The Council's policy towards tourists didn't help much. I wanted to check out any who were regulars at the Three Graces. It would have been easy enough to do as customers have to fill in a card giving their name and hotel, but the tourism guardian accused me of wanting to harass the city's customers. I assured the Council I would apply all my well-honed diplomatic skills, but they weren't having it. So instead I had to stick to what used to feature in twentieth-century police procedural novels, i.e. chasing up every boring detail. Meaning that Hamilton and I had undercover surveillance teams tailing as many of the two victims' friends and contacts as we could manage, including the sex centre supervisor and Patsy Cameron; that we searched all their cubicles or flats while they were absent; that Davie compiled a list of everyone who had access to the guard complaint register; that the bite mark and DNA data from the second victim were checked against dental and medical records (no joy); and that, in my spare time, I tried to work out what the point of the blues tapes was. It was all as about as useful as an enema during an epidemic of dysentery.

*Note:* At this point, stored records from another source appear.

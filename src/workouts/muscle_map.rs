//! Exercise name to muscle group lookup.

/// Substring patterns checked in order; the first match wins.
const MUSCLE_MAP: &[(&str, &[&str])] = &[
    ("bench press", &["chest", "triceps"]),
    ("incline bench", &["chest", "triceps"]),
    ("dumbbell press", &["chest", "triceps"]),
    ("chest fly", &["chest"]),
    ("dips", &["chest", "triceps"]),
    ("deadlift", &["back", "glutes", "hamstrings"]),
    ("pull-up", &["back", "biceps"]),
    ("pulldown", &["back", "biceps"]),
    ("row", &["back", "biceps"]),
    ("barbell row", &["back", "biceps"]),
    ("squat", &["quadriceps", "glutes"]),
    ("leg press", &["quadriceps", "glutes"]),
    ("leg curl", &["hamstrings"]),
    ("leg extension", &["quadriceps"]),
    ("calf raise", &["calves"]),
    ("shoulder press", &["shoulders", "triceps"]),
    ("lateral raise", &["shoulders"]),
    ("rear delt fly", &["shoulders"]),
    ("bicep curl", &["biceps"]),
    ("tricep extension", &["triceps"]),
    ("hammer curl", &["biceps"]),
];

/// Muscle groups trained by an exercise, matched case-insensitively.
///
/// Falls back to keyword heuristics and finally to `["other"]`.
pub fn muscle_groups_for(exercise: &str) -> Vec<String> {
    let name = exercise.to_lowercase();

    let groups: &[&str] = MUSCLE_MAP
        .iter()
        .find(|(pattern, _)| name.contains(pattern))
        .map(|(_, muscles)| *muscles)
        .unwrap_or_else(|| fallback(&name));

    groups.iter().map(|m| m.to_string()).collect()
}

fn fallback(name: &str) -> &'static [&'static str] {
    if name.contains("press") || name.contains("bench") {
        &["chest", "triceps"]
    } else if name.contains("pull") || name.contains("row") {
        &["back", "biceps"]
    } else if name.contains("squat") || name.contains("leg") {
        &["legs"]
    } else if name.contains("curl") {
        &["biceps"]
    } else {
        &["other"]
    }
}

Then, on Sunday afternoon when I was walking across the ice rink that the castle esplanade had become and trying hard not to use my buttocks as skates, I got inspired. Sex reared its purple rosebud head and I immediately stuck my hand in my pocket – to pull out my mobile and tell Davie to meet me at the centre where Roddie and Moira had achieved congress. I'd just remembered that citizens can be allocated lockers if they want to keep personal equipment secure.

“What's up?” Davie said when I got there, his backside against the rust-shot maroon door of his vehicle. “Getting desperate?”

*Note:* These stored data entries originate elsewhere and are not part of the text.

//! Training state aggregate.
//!
//! `TrainingState` owns the landmark store, periodization counters, the
//! current phase and the active workout. There is no process-wide instance:
//! whoever owns the value (normally a [`crate::Planner`]) is the only writer,
//! and components borrow it mutably for the duration of one operation.

use std::collections::BTreeMap;

use serde::{Deserialize, Serialize};

use crate::error::PlannerError;
use crate::phase::controller::{deload_triggers, target_rir, DeloadTrigger, PhaseController};
use crate::phase::deload::DeloadKind;
use crate::storage::config::PlannerSettings;
use crate::volume::{VolumeLandmarkStore, VolumeStatus};
use crate::workouts::engine::WorkoutSessionEngine;
use crate::workouts::types::WorkoutSession;

/// Fraction of baseline below which a load counts as a strength drop.
const STRENGTH_DROP_RATIO: f64 = 0.97;

/// Periodization phase. Deload and resensitization are mutually exclusive.
#[derive(Debug, Clone, Copy, Default, PartialEq, Eq, Serialize, Deserialize)]
#[serde(rename_all = "snake_case")]
pub enum TrainingPhase {
    /// Normal progressive training
    #[default]
    Accumulation,
    /// Temporary volume and load reduction
    Deload,
    /// Extended maintenance at MV
    Resensitization,
}

impl std::fmt::Display for TrainingPhase {
    fn fmt(&self, f: &mut std::fmt::Formatter<'_>) -> std::fmt::Result {
        match self {
            TrainingPhase::Accumulation => write!(f, "accumulation"),
            TrainingPhase::Deload => write!(f, "deload"),
            TrainingPhase::Resensitization => write!(f, "resensitization"),
        }
    }
}

/// Read-only overview of where the trainee is in the block.
#[derive(Debug, Clone, PartialEq, Serialize, Deserialize)]
#[serde(rename_all = "camelCase")]
pub struct StateSummary {
    pub week: u32,
    pub meso_len: u32,
    pub block: u32,
    #[serde(rename = "targetRIR")]
    pub target_rir: f64,
    pub deload_recommended: bool,
    pub resensitization_recommended: bool,
    pub current_phase: TrainingPhase,
    pub load_reduction: f64,
}

/// Aggregate root for the planner.
#[derive(Debug, Clone, PartialEq)]
pub struct TrainingState {
    /// Landmarks and weekly set counts
    pub volume: VolumeLandmarkStore,
    /// Reference load per muscle for strength-drop checks
    pub baseline_strength: BTreeMap<String, f64>,
    /// 1-based week within the mesocycle
    pub week_no: u32,
    /// 1-based block (mesocycle) counter
    pub block_no: u32,
    pub consecutive_mrv_weeks: u32,
    pub total_muscles_needing_recovery: u32,
    pub recovery_sessions_this_week: u32,
    pub program_version: String,
    /// Resensitize every N blocks (0 disables)
    pub resensitize_interval: u32,
    pub(crate) meso_len: u32,
    pub(crate) phase: TrainingPhase,
    pub(crate) deload_kind: Option<DeloadKind>,
    pub(crate) deload_weeks_remaining: u32,
    pub(crate) load_reduction: f64,
    pub(crate) current_workout: Option<WorkoutSession>,
    pub(crate) workout_history: Vec<WorkoutSession>,
}

impl TrainingState {
    /// Fresh state with default landmarks and settings.
    pub fn new() -> Self {
        Self::build(&PlannerSettings::default())
    }

    /// Fresh state using configured settings.
    pub fn from_settings(settings: &PlannerSettings) -> Result<Self, PlannerError> {
        settings.validate()?;
        Ok(Self::build(settings))
    }

    fn build(settings: &PlannerSettings) -> Self {
        let volume = VolumeLandmarkStore::with_defaults();
        let baseline_strength = volume
            .muscles()
            .map(|m| (m.to_string(), settings.default_baseline_load))
            .collect();

        Self {
            volume,
            baseline_strength,
            week_no: 1,
            block_no: 1,
            consecutive_mrv_weeks: 0,
            total_muscles_needing_recovery: 0,
            recovery_sessions_this_week: 0,
            program_version: settings.program_version.clone(),
            resensitize_interval: settings.resensitize_every_blocks,
            meso_len: settings.meso_len.max(1),
            phase: TrainingPhase::Accumulation,
            deload_kind: None,
            deload_weeks_remaining: 0,
            load_reduction: 1.0,
            current_workout: None,
            workout_history: Vec::new(),
        }
    }

    pub fn meso_len(&self) -> u32 {
        self.meso_len
    }

    pub fn phase(&self) -> TrainingPhase {
        self.phase
    }

    pub fn is_deload_phase(&self) -> bool {
        self.phase == TrainingPhase::Deload
    }

    pub fn is_resensitization_phase(&self) -> bool {
        self.phase == TrainingPhase::Resensitization
    }

    /// Multiplier applied to working loads (1.0 outside a deload).
    pub fn load_reduction(&self) -> f64 {
        self.load_reduction
    }

    /// Strategy of the running deload, if it was started from one.
    pub fn deload_kind(&self) -> Option<DeloadKind> {
        self.deload_kind
    }

    /// The active session, if any.
    pub fn current_workout(&self) -> Option<&WorkoutSession> {
        self.current_workout.as_ref()
    }

    /// Completed sessions, oldest first.
    pub fn workout_history(&self) -> &[WorkoutSession] {
        &self.workout_history
    }

    /// Record a muscle's reference load.
    pub fn set_baseline_strength(&mut self, muscle: &str, load: f64) -> Result<(), PlannerError> {
        if !load.is_finite() || load <= 0.0 {
            return Err(PlannerError::Validation(
                "Baseline strength must be a positive number".to_string(),
            ));
        }
        self.baseline_strength.insert(muscle.to_string(), load);
        Ok(())
    }

    /// Whether `last_load` sits more than 3% under the muscle's baseline.
    ///
    /// False when either the baseline or the load is missing.
    pub fn rep_strength_drop(&self, muscle: &str, last_load: Option<f64>) -> bool {
        match (self.baseline_strength.get(muscle), last_load) {
            (Some(baseline), Some(load)) => load < baseline * STRENGTH_DROP_RATIO,
            _ => false,
        }
    }

    pub fn volume_status(&self, muscle: &str, sets: Option<u32>) -> Result<VolumeStatus, PlannerError> {
        self.volume.volume_status(muscle, sets)
    }

    /// Prescribed RIR for the current week.
    pub fn target_rir(&self) -> f64 {
        target_rir(self.week_no, self.meso_len)
    }

    /// Conditions currently calling for a deload.
    pub fn deload_triggers(&self) -> Vec<DeloadTrigger> {
        deload_triggers(self)
    }

    pub fn should_deload(&self) -> bool {
        !self.deload_triggers().is_empty()
    }

    /// Whether the current block is due for a resensitization phase.
    pub fn should_resensitize(&self) -> bool {
        self.resensitize_interval > 0 && self.block_no % self.resensitize_interval == 0
    }

    pub fn summary(&self) -> StateSummary {
        StateSummary {
            week: self.week_no,
            meso_len: self.meso_len,
            block: self.block_no,
            target_rir: self.target_rir(),
            deload_recommended: self.should_deload(),
            resensitization_recommended: self.should_resensitize(),
            current_phase: self.phase,
            load_reduction: self.load_reduction,
        }
    }

    /// Borrow the phase controller for one operation.
    pub fn phase_controller(&mut self) -> PhaseController<'_> {
        PhaseController::new(self)
    }

    /// Borrow the workout session engine for one operation.
    pub fn workout_engine(&mut self) -> WorkoutSessionEngine<'_> {
        WorkoutSessionEngine::new(self)
    }
}

impl Default for TrainingState {
    fn default() -> Self {
        Self::new()
    }
}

“Very funny, guardsman. You know former auxiliaries like me aren't allowed to defile ordinary citizens.” That's why I have to spend every Thursday night with weird demoted women. One thing to be said for the investigation was that I had a reason for calling off my last session. The last thing I needed just now were distractions of a carnal nature. Well, almost the last thing.

It was a Sunday so there was a long queue outside the sex centre. As usual, citizens were grumbling about the fact that they had to meet here for sex rather than in their flats. The official line is that this way health standards are maintained, but everyone knows it's so that a firm grip is kept. It's not a joke though – any citizens caught having it off in unapproved premises get to acquire an intimate and long-term knowledge of potato picking and turnip tending on the city farms.

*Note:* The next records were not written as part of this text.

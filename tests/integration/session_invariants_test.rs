//! Property tests: session totals stay consistent under any mix of logs and undos.

use chrono::{DateTime, Duration, TimeZone, Utc};
use proptest::prelude::*;

use powerhouse::workouts::{SessionMetadata, SetInput, WorkoutSession};

const EXERCISES: [&str; 4] = ["Bench Press", "Squat", "Barbell Row", "Lateral Raise"];

#[derive(Debug, Clone)]
enum Op {
    Log {
        exercise: usize,
        weight: f64,
        reps: i64,
        minute: i64,
    },
    Undo,
}

fn op_strategy() -> impl Strategy<Value = Op> {
    prop_oneof![
        3 => (0..EXERCISES.len(), -20.0..200.0f64, -2..15i64, 0..90i64).prop_map(
            |(exercise, weight, reps, minute)| Op::Log {
                exercise,
                weight,
                reps,
                minute,
            }
        ),
        1 => Just(Op::Undo),
    ]
}

fn start() -> DateTime<Utc> {
    Utc.with_ymd_and_hms(2024, 1, 15, 10, 0, 0).unwrap()
}

fn new_session() -> WorkoutSession {
    WorkoutSession::new(
        start(),
        SessionMetadata {
            week: 1,
            mesocycle: 1,
            program_version: "1.0".to_string(),
        },
    )
}

fn assert_consistent(session: &WorkoutSession) {
    let mut total_sets = 0;
    let mut total_volume = 0.0;
    let mut groups: Vec<String> = Vec::new();

    for exercise in session.exercises() {
        assert!(!exercise.sets().is_empty(), "{} has no sets", exercise.name());
        assert_eq!(exercise.total_sets() as usize, exercise.sets().len());

        let volume: f64 = exercise.sets().iter().map(|s| s.weight * f64::from(s.reps)).sum();
        assert!((exercise.total_volume() - volume).abs() < 1e-6);

        for (i, set) in exercise.sets().iter().enumerate() {
            assert_eq!(set.set_number as usize, i + 1);
            assert_eq!(set.exercise, exercise.name());
        }

        total_sets += exercise.total_sets();
        total_volume += exercise.total_volume();
        for group in exercise.muscle_groups() {
            if !groups.contains(group) {
                groups.push(group.clone());
            }
        }
    }

    assert_eq!(session.total_sets(), total_sets);
    assert!((session.total_volume() - total_volume).abs() < 1e-6);
    assert_eq!(session.muscle_groups(), groups.as_slice());
}

proptest! {
    #![proptest_config(ProptestConfig { cases: 64, .. ProptestConfig::default() })]

    #[test]
    fn session_totals_stay_consistent(ops in prop::collection::vec(op_strategy(), 0..40)) {
        let mut session = new_session();
        let mut expected_sets: u32 = 0;

        for op in ops {
            let before = session.clone();
            match op {
                Op::Log { exercise, weight, reps, minute } => {
                    let input = SetInput::new(EXERCISES[exercise], weight, reps);
                    let at = start() + Duration::minutes(minute);
                    match session.log_set(&input, at) {
                        Ok(_) => expected_sets += 1,
                        Err(_) => {
                            prop_assert!(weight < 0.0 || reps < 0);
                            prop_assert_eq!(&session, &before);
                        }
                    }
                }
                Op::Undo => match session.undo_last_set() {
                    Ok(removed) => {
                        expected_sets -= 1;
                        let latest = before
                            .exercises()
                            .iter()
                            .flat_map(|e| e.sets().iter())
                            .map(|s| s.timestamp)
                            .max();
                        prop_assert_eq!(Some(removed.timestamp), latest);
                    }
                    Err(_) => {
                        prop_assert_eq!(expected_sets, 0);
                        prop_assert_eq!(&session, &before);
                    }
                },
            }

            prop_assert_eq!(session.total_sets(), expected_sets);
            assert_consistent(&session);
        }
    }

    #[test]
    fn undo_everything_empties_session(count in 1usize..20) {
        let mut session = new_session();
        for i in 0..count {
            let input = SetInput::new(EXERCISES[i % EXERCISES.len()], 50.0, 10);
            session.log_set(&input, start() + Duration::minutes(i as i64)).unwrap();
        }

        for remaining in (0..count).rev() {
            session.undo_last_set().unwrap();
            prop_assert_eq!(session.total_sets() as usize, remaining);
        }

        prop_assert!(session.exercises().is_empty());
        prop_assert!(session.muscle_groups().is_empty());
        prop_assert_eq!(session.total_volume(), 0.0);
    }
}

I pushed through to the front. Citizen Macmillan gave me a reluctant nod from her desk.

“Back again, citizen? Did you forget something?”

“Now you come to mention it  . . .”

“Well, don't take all day. People behind you have got things to do.”

I glanced round at the sullen faces in the reception area. They looked like children who've got to the front of the school dinner queue only to see that the last tray of chips has just run out.

“I won't keep you long,” I said. “Roddie Aitken and Sheena Marinello. Did they have lockers?”

The receptionist's eyes flashed open at the mention of Roddie's name. “Where is Roddie? Why do you keep asking questions about him?”

I knew she didn't expect any answers. In some ways I would have liked to tell her what had happened to him – she was obviously quite friendly with him. But she was better off not knowing.